Internal audit departments are not often thought of as consumers of high impact analytics. But our recent experience suggests otherwise. Many are working on improving their procurement integrity and in these scenarios they want to detect — and stop — fraud, loss, abuse or waste in procurement. They also want to understand the sources of these problems, and why they are happening, as well as identify any gaps. They know that analytics can help, and are looking at solving their problems in interesting ways.
Although these companies are in a wide range of sectors, it is surprising how often the same questions crop up about both procurement integrity, and how analytics can help. I thought they could help others in the same role, or trying to tackle similar problems.
1. What are the main ways in which procurement integrity is disrupted or breaks down?
There are a number of problems that can lead to breakdowns in procurement integrity. They include both errors and deliberate fraud. Errors can be user-related, in system set-up, and in data integration. Fraud may be the result of supplier or employee action. Other issues that can also cause problems include poor quality data, latencies in processes, and configurations that are not well-adapted to change. An example might be where an employee leaves a company, but their ID and single-sign-on password remain valid for a period. That employee might not use the ID and password, but someone else may get hold of them, and be able to use them for personal gain.
2. Why can’t I just use a spreadsheet to manage procurement integrity?
Many procurement and internal audit departments have been using spreadsheets for years, partly because the technology is relatively simple and easy to use. The problem now is that there is just so much data: millions, if not billions, of individual invoices, payments, suppliers, vendors and contracts. You simply cannot deal with this much information in a spreadsheet.
Companies have got round this so far by using ‘sample data’, and finding out about fraud via tip-offs, internal audits, or reporting of suspicions. But just as the level of complexity of data has increased, so has the level of complexity of fraud. Investigators need higher-quality tools to support their investigations. Instead of simply having ‘sample data’, it is much better to have access to all data, and tools that can examine it rapidly and in detail.
3. What sort of tools are available, and how do they differ from ‘business rules’?
Internal audit departments often have their own “business rules” that they apply to data to identify the suspicious cases. These are extremely useful, but there are also analytical techniques that go further. These can capture issues that no human could see, because of the vast amount of data or having to bring together data from several sources. They include anomaly detection, analytical modelling, machine learning algorithms, and social network analysis technique—advanced analytics, in other words.

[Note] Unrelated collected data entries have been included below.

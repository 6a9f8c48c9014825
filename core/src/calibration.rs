//! Conversion between raw sensor readings and temperatures.
//!
//! The iron's sensor is read in raw ADC units (10 bit). Two calibration points, the temperatures
//! measured in °C while the controller regulates to two fixed reference raw readings, define a
//! linear fit in both directions.

/// The largest raw reading. A sensor reading at or above this value means no iron is connected.
pub const ADC_MAX: u16 = 1023;

/// The reference raw reading of the low calibration point.
pub const CAL_LOW_REFERENCE_RAW: u16 = 565;

/// The reference raw reading of the high calibration point.
pub const CAL_HIGH_REFERENCE_RAW: u16 = 785;

/// The smallest raw set-point.
pub const MIN_SET_RAW: u16 = 490;

/// The largest raw set-point.
pub const MAX_SET_RAW: u16 = 1000;

/// The unit in which temperatures are shown and entered.
#[derive(Debug, Clone, Copy, PartialEq, Eq, Default)]
#[cfg_attr(feature = "defmt", derive(defmt::Format))]
#[repr(u8)]
pub enum TemperatureUnit {
    /// Degrees Celsius.
    #[default]
    Celsius = 0,
    /// Degrees Fahrenheit.
    Fahrenheit = 1,
    /// Kelvin.
    Kelvin = 2,
}

impl TemperatureUnit {
    /// All units, in the order of their stored identifiers.
    pub const ALL: [Self; 3] = [Self::Celsius, Self::Fahrenheit, Self::Kelvin];

    /// Decode a stored unit identifier.
    pub fn from_u8(value: u8) -> Option<Self> {
        Self::ALL.get(value as usize).copied()
    }

    /// The symbol that follows a temperature value on screen.
    pub fn symbol(self) -> &'static str {
        match self {
            Self::Celsius => "°C",
            Self::Fahrenheit => "°F",
            Self::Kelvin => "°K",
        }
    }

    /// Express a temperature in °C in this unit.
    pub fn from_celsius(self, temperature_deg_c: f32) -> f32 {
        match self {
            Self::Celsius => temperature_deg_c,
            Self::Fahrenheit => 1.8 * temperature_deg_c + 32.0,
            Self::Kelvin => temperature_deg_c + 273.15,
        }
    }

    /// Express a temperature in this unit in °C.
    pub fn to_celsius(self, temperature: f32) -> f32 {
        match self {
            Self::Celsius => temperature,
            Self::Fahrenheit => (temperature - 32.0) / 1.8,
            Self::Kelvin => temperature - 273.15,
        }
    }
}

/// The two measured calibration temperatures in °C.
#[derive(Debug, Clone, Copy, PartialEq, Eq)]
#[cfg_attr(feature = "defmt", derive(defmt::Format))]
pub struct CalibrationPoints {
    /// Temperature measured at [`CAL_LOW_REFERENCE_RAW`].
    pub low_deg_c: u16,
    /// Temperature measured at [`CAL_HIGH_REFERENCE_RAW`].
    ///
    /// Expected to be larger than `low_deg_c`. This is not validated.
    pub high_deg_c: u16,
}

impl CalibrationPoints {
    /// Factory calibration.
    pub const DEFAULT: Self = Self {
        low_deg_c: 270,
        high_deg_c: 415,
    };
}

/// A straight line `y = slope * x + intercept`.
#[derive(Debug, Clone, Copy, PartialEq)]
#[cfg_attr(feature = "defmt", derive(defmt::Format))]
pub struct LinearFit {
    /// Slope of the line.
    pub slope: f32,
    /// Value at `x = 0`.
    pub intercept: f32,
}

impl LinearFit {
    /// Fit a line through two points.
    pub fn through(x1: f32, y1: f32, x2: f32, y2: f32) -> Self {
        let slope = (y2 - y1) / (x2 - x1);

        Self {
            slope,
            intercept: y1 - slope * x1,
        }
    }

    /// Evaluate the line.
    pub fn apply(&self, x: f32) -> f32 {
        self.slope * x + self.intercept
    }
}

/// Linear fits between raw readings and °C, in both directions.
#[derive(Debug, Clone, Copy, PartialEq)]
#[cfg_attr(feature = "defmt", derive(defmt::Format))]
pub struct CalibrationModel {
    /// Raw reading to °C.
    raw_to_deg_c: LinearFit,
    /// °C to raw reading.
    deg_c_to_raw: LinearFit,
}

impl CalibrationModel {
    /// Derive the model from calibration points.
    ///
    /// Equal points produce infinite slopes. Conversions then saturate instead of failing.
    pub fn from_points(points: CalibrationPoints) -> Self {
        let low_raw = CAL_LOW_REFERENCE_RAW as f32;
        let high_raw = CAL_HIGH_REFERENCE_RAW as f32;
        let low_deg_c = points.low_deg_c as f32;
        let high_deg_c = points.high_deg_c as f32;

        Self {
            raw_to_deg_c: LinearFit::through(low_raw, low_deg_c, high_raw, high_deg_c),
            deg_c_to_raw: LinearFit::through(low_deg_c, low_raw, high_deg_c, high_raw),
        }
    }

    /// Convert a raw reading to a temperature, truncated toward zero.
    pub fn raw_to_temp(&self, raw: u16, unit: TemperatureUnit) -> i32 {
        unit.from_celsius(self.raw_to_deg_c.apply(raw as f32)) as i32
    }

    /// Convert a temperature to a raw reading, truncated toward zero, without limiting it.
    pub fn temp_to_raw_unclamped(&self, temperature: i32, unit: TemperatureUnit) -> i32 {
        self.deg_c_to_raw.apply(unit.to_celsius(temperature as f32)) as i32
    }

    /// Convert a temperature to a raw set-point within [`MIN_SET_RAW`] and [`MAX_SET_RAW`].
    pub fn temp_to_raw(&self, temperature: i32, unit: TemperatureUnit) -> u16 {
        clamp_set_raw(self.temp_to_raw_unclamped(temperature, unit))
    }
}

/// Limit a raw set-point to its valid range.
pub fn clamp_set_raw(raw: i32) -> u16 {
    raw.clamp(MIN_SET_RAW as i32, MAX_SET_RAW as i32) as u16
}

#[cfg(test)]
mod tests {
    use super::*;

    #[test]
    fn defaults_match_factory_presets() {
        let model = CalibrationModel::from_points(CalibrationPoints::DEFAULT);

        assert_eq!(model.temp_to_raw(300, TemperatureUnit::Celsius), 610);
        assert_eq!(model.temp_to_raw(250, TemperatureUnit::Celsius), 534);
        assert_eq!(model.raw_to_temp(CAL_LOW_REFERENCE_RAW, TemperatureUnit::Celsius), 270);
        assert!(model.raw_to_temp(CAL_HIGH_REFERENCE_RAW, TemperatureUnit::Celsius) >= 414);
    }

    fn assert_round_trip(points: CalibrationPoints, unit: TemperatureUnit, range: core::ops::RangeInclusive<i32>) {
        let model = CalibrationModel::from_points(points);

        for temperature in range {
            let raw = model.temp_to_raw(temperature, unit);
            let back = model.raw_to_temp(raw, unit);
            assert!(
                (temperature - back).abs() <= 1,
                "{temperature} {unit:?} -> raw {raw} -> {back}"
            );
        }
    }

    #[test]
    fn round_trip_celsius() {
        assert_round_trip(CalibrationPoints::DEFAULT, TemperatureUnit::Celsius, 225..=555);
    }

    #[test]
    fn round_trip_kelvin() {
        assert_round_trip(CalibrationPoints::DEFAULT, TemperatureUnit::Kelvin, 500..=825);
    }

    #[test]
    fn round_trip_fahrenheit() {
        // One raw step must stay below one °F for exact round trips.
        let points = CalibrationPoints {
            low_deg_c: 270,
            high_deg_c: 360,
        };
        assert_round_trip(points, TemperatureUnit::Fahrenheit, 470..=830);
    }

    #[test]
    fn set_points_are_clamped() {
        let model = CalibrationModel::from_points(CalibrationPoints::DEFAULT);

        for unit in TemperatureUnit::ALL {
            for temperature in (-500..=2000).step_by(7) {
                let raw = model.temp_to_raw(temperature, unit);
                assert!((MIN_SET_RAW..=MAX_SET_RAW).contains(&raw));
            }
        }

        assert_eq!(model.temp_to_raw(0, TemperatureUnit::Celsius), MIN_SET_RAW);
        assert_eq!(model.temp_to_raw(900, TemperatureUnit::Celsius), MAX_SET_RAW);
    }

    #[test]
    fn unit_conversion() {
        assert_eq!(TemperatureUnit::Fahrenheit.from_celsius(100.0), 212.0);
        assert_eq!(TemperatureUnit::Kelvin.from_celsius(0.0), 273.15);
        assert_eq!(TemperatureUnit::from_u8(1), Some(TemperatureUnit::Fahrenheit));
        assert_eq!(TemperatureUnit::from_u8(3), None);
    }

    #[test]
    fn equal_points_do_not_panic() {
        let model = CalibrationModel::from_points(CalibrationPoints {
            low_deg_c: 300,
            high_deg_c: 300,
        });

        let raw = model.temp_to_raw(310, TemperatureUnit::Celsius);
        assert!((MIN_SET_RAW..=MAX_SET_RAW).contains(&raw));
    }
}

4. Can these analytical techniques be used on any data?
In principle, this type of analytical techniques can be used on most types of data, but the data do need to be reasonable quality. Generally, it is best to use them on ‘managed’ data, that is, data which has been checked for completeness, accuracy and consistency. For example, it is helpful if all duplication of data about suppliers, vendors and employees has been removed, and also that you can be confident that everything has been correctly categorized. Otherwise, you may start to see some very strange patterns, and will waste investigation time on classification errors.
5. How do these techniques work? Can you give an example?
Social Network Analysis is a good example. It detects organized abuse by going beyond transaction and account views to analyse all related activities and relationships at the network dimension. This means that it can help internal auditors to identify linkages among apparently unrelated procurement purchase orders or payment requests.
6. What would we need to run this type of analytics-based procurement integrity system?
A procurement integrity system needs a platform where data is managed properly and analytical techniques can be applied to investigate patterns in complex procurement networks, and find fraud, loss, abuse or waste. It also needs capacity to provide visualisations of the results. This type of platform means you can create risk scores by applying multiple rules and models, which will give a high detection rate but also reduce false positives and avoid wasting investigation time. Finally, it needs to be integrated with the operational system, to detect and stop rogue transactions in or near real-time without putting a huge burden on the system.